***** INPUT RECORDS *****
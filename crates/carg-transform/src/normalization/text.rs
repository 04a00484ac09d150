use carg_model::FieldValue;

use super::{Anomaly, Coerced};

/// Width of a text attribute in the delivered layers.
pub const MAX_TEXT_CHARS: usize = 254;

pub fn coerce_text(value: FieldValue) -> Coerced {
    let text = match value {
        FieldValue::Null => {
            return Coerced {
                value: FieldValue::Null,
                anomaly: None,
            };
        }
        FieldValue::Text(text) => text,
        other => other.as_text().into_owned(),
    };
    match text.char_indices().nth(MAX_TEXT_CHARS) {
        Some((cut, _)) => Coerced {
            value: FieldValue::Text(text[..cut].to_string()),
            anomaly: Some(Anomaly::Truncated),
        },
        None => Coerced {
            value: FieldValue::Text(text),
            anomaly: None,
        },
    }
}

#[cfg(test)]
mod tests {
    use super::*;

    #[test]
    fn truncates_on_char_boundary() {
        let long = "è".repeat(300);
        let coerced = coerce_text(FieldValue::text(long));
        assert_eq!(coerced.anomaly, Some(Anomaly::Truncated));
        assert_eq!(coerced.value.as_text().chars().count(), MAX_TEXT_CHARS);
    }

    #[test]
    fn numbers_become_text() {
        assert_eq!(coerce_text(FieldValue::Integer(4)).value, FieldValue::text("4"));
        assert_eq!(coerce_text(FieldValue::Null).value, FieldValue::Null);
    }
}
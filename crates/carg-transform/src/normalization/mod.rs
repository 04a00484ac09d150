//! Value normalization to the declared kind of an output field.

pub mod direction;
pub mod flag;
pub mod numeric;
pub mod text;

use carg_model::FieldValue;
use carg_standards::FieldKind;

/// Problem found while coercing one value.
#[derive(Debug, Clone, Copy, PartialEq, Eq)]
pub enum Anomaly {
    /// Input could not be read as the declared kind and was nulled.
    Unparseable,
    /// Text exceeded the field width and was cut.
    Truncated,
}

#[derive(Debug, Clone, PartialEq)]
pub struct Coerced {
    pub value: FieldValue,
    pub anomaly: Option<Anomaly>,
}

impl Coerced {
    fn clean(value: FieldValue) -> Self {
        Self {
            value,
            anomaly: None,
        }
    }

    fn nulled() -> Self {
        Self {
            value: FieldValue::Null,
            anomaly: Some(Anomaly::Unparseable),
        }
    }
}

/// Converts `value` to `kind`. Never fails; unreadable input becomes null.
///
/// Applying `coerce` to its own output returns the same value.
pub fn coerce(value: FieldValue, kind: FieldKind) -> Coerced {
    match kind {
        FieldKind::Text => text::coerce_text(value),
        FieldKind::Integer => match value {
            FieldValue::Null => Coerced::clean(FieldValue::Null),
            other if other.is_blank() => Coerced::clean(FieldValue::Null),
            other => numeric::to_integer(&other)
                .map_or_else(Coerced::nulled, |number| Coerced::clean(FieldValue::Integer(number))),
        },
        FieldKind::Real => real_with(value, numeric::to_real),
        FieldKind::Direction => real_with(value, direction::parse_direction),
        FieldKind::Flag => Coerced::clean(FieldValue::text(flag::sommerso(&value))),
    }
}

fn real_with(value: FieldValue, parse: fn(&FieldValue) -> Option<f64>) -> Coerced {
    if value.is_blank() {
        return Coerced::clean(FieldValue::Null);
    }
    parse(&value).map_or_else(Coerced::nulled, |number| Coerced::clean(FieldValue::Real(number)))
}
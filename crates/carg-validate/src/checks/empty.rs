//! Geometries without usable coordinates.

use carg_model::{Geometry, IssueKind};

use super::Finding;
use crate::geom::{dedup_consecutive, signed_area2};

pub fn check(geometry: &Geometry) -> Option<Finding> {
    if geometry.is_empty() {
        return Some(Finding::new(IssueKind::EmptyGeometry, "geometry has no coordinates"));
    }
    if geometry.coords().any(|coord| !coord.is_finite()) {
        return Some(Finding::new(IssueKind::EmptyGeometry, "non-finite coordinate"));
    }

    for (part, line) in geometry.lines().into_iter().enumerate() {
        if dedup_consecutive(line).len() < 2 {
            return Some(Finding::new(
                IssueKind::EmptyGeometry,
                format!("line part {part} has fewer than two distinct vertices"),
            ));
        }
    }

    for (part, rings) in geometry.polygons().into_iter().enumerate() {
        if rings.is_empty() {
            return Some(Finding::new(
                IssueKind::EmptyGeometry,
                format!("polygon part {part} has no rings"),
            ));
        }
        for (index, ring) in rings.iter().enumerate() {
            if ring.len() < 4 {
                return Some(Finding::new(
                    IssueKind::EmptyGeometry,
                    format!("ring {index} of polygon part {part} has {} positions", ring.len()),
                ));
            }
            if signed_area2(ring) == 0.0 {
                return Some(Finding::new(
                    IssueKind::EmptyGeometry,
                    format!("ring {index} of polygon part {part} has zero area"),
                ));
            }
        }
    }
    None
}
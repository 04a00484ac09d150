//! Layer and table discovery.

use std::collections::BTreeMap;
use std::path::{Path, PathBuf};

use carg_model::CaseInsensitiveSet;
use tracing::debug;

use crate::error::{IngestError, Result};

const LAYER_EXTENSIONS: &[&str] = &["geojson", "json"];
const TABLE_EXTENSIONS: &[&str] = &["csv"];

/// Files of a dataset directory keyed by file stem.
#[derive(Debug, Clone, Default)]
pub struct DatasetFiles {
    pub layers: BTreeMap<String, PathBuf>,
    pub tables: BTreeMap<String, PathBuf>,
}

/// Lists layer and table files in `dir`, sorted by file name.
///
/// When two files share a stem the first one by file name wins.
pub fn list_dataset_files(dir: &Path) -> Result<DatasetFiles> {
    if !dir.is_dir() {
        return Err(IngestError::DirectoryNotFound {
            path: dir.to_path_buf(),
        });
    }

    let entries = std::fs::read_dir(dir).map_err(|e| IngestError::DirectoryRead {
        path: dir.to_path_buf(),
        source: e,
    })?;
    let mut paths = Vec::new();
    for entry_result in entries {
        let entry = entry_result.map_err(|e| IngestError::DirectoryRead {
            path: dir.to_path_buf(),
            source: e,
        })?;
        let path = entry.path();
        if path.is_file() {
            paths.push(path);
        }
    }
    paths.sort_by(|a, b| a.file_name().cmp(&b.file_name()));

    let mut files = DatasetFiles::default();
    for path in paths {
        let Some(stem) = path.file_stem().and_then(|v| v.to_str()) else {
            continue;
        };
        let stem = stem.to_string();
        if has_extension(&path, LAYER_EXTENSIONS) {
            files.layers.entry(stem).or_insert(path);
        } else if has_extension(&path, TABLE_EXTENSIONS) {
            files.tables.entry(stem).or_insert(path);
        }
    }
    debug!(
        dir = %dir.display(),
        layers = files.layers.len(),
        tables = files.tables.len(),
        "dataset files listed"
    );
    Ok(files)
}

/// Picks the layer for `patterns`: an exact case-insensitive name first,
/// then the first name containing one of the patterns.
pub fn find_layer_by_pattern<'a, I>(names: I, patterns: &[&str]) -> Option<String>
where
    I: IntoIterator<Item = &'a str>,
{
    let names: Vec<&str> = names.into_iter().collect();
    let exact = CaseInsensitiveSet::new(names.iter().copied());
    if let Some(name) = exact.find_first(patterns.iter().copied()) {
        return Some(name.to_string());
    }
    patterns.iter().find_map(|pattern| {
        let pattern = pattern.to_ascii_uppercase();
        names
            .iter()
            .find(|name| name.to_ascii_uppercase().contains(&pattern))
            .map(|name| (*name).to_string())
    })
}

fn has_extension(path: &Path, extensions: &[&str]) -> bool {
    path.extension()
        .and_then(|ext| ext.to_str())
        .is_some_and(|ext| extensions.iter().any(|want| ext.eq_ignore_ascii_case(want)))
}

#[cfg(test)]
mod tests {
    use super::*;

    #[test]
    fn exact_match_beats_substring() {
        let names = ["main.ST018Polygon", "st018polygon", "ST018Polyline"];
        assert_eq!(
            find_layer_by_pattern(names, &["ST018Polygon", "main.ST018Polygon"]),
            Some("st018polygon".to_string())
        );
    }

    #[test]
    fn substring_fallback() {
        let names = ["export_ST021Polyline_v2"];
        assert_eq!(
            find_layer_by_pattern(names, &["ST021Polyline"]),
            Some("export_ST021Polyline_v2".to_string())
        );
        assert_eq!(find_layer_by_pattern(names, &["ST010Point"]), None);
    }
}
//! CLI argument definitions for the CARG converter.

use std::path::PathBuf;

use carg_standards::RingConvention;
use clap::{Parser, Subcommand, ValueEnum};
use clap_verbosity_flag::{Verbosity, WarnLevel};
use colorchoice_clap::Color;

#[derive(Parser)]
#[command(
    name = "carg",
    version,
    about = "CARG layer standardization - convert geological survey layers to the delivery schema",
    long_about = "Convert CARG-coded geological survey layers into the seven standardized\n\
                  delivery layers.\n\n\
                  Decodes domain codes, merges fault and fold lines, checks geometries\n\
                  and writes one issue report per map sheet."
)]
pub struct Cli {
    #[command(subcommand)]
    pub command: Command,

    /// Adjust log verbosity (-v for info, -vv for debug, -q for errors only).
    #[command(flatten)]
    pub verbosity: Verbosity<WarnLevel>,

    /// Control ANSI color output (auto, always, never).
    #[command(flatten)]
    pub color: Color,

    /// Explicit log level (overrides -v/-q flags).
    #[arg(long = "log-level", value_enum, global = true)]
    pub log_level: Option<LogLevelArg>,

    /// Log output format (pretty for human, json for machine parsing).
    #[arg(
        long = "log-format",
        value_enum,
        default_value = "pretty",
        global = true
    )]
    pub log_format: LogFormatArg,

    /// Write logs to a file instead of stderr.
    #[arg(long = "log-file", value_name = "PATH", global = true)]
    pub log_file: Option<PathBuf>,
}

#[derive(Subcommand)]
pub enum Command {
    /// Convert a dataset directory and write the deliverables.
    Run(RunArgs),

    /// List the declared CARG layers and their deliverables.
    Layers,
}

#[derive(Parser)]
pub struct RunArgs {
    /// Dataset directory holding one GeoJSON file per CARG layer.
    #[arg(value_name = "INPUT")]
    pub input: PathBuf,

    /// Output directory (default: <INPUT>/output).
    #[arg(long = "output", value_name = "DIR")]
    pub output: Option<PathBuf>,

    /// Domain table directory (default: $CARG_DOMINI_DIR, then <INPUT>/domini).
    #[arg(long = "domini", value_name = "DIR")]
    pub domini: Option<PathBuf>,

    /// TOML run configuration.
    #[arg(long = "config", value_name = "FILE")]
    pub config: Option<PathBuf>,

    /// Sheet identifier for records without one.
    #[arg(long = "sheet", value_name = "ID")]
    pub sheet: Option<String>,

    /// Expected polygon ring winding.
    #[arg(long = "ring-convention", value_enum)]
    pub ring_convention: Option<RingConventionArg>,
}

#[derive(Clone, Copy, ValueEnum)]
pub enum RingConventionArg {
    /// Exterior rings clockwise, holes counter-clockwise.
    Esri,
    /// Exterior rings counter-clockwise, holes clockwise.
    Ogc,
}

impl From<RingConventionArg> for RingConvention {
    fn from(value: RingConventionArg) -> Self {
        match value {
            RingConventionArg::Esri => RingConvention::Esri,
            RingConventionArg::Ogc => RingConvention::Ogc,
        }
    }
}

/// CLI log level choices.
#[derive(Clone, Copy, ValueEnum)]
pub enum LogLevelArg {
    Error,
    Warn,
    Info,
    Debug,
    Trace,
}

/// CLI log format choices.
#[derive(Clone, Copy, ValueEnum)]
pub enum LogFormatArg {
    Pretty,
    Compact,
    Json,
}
*****
When you reach the line with "let path = entry.path();" in the records above, start writing out lines exactly, and stop once the line with "let Some(stem) = path.file_stem().and_then(|v|" has been written; include nothing else.

_ANSWER AREA:_
        let path = entry.path();
        if path.is_file() {
            paths.push(path);
        }
    }
    paths.sort_by(|a, b| a.file_name().cmp(&b.file_name()));

    let mut files = DatasetFiles::default();
    for path in paths {
        let Some(stem) = path.file_stem().and_then(|v| v.to_str()) else {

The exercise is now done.